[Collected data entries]
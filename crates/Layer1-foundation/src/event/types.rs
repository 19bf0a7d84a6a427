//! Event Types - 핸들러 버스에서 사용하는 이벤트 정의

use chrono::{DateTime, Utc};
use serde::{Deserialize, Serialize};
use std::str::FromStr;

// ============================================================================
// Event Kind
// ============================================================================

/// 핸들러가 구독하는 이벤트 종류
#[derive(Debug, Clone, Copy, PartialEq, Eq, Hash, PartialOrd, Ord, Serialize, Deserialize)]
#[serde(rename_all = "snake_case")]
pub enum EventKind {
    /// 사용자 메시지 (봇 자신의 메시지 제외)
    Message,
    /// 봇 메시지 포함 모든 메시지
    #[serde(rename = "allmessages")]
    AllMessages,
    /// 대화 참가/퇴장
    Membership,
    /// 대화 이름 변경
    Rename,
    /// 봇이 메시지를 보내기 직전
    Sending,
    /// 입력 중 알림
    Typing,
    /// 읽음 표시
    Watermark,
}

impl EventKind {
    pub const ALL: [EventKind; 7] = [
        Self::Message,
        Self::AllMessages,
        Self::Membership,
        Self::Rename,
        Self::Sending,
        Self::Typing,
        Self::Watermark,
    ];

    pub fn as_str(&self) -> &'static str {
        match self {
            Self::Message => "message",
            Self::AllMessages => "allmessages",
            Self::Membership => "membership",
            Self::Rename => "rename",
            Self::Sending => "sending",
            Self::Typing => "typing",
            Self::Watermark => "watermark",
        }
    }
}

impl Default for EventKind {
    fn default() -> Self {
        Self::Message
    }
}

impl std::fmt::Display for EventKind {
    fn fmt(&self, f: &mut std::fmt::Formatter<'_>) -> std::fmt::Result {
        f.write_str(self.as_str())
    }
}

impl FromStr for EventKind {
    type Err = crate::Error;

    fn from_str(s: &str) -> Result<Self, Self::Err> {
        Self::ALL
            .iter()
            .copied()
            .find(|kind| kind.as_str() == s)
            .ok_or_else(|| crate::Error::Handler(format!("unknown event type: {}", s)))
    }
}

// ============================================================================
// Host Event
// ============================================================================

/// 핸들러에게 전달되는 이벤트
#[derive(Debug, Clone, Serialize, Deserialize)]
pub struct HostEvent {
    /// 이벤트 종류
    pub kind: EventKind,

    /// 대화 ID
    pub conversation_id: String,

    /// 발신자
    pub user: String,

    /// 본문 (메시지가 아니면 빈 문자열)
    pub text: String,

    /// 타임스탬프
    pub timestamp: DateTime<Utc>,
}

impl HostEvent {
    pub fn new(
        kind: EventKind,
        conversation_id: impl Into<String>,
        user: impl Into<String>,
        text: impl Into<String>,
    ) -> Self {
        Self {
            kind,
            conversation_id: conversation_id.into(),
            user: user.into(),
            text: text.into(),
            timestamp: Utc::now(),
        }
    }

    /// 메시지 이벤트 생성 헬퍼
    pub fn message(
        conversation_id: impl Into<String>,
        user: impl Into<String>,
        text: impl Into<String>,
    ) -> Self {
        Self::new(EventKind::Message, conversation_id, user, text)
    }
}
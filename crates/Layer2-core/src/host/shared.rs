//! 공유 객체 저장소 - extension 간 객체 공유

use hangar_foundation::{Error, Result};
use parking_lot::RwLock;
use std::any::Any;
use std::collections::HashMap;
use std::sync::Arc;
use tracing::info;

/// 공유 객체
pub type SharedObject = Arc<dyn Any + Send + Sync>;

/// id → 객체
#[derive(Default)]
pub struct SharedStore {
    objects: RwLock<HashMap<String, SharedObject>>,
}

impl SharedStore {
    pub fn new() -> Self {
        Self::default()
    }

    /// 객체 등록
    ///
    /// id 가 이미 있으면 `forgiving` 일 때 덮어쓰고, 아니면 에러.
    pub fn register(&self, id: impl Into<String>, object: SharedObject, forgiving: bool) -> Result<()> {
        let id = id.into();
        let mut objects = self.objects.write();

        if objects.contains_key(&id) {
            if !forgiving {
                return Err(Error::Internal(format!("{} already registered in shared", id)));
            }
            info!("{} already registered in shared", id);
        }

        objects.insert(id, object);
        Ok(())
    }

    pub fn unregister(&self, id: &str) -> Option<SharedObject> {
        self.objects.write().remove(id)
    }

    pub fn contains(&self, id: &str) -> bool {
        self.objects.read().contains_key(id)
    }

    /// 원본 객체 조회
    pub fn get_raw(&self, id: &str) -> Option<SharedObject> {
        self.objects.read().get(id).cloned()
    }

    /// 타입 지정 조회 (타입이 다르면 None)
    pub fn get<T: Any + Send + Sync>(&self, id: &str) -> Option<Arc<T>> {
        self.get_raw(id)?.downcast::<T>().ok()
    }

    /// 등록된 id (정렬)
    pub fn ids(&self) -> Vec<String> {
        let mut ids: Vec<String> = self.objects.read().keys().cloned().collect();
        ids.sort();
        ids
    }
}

▶ **Exercise prompt**
Your answer must be the lines from the first line of the entries above through the line that contains "use std::str::FromStr;", written out exactly.

▶ **Your response**
filename crates/Layer1-foundation/src/event/types.rs
repository 19bf0a7d84a6a427
//! Event Types - 핸들러 버스에서 사용하는 이벤트 정의

use chrono::{DateTime, Utc};
use serde::{Deserialize, Serialize};
use std::str::FromStr;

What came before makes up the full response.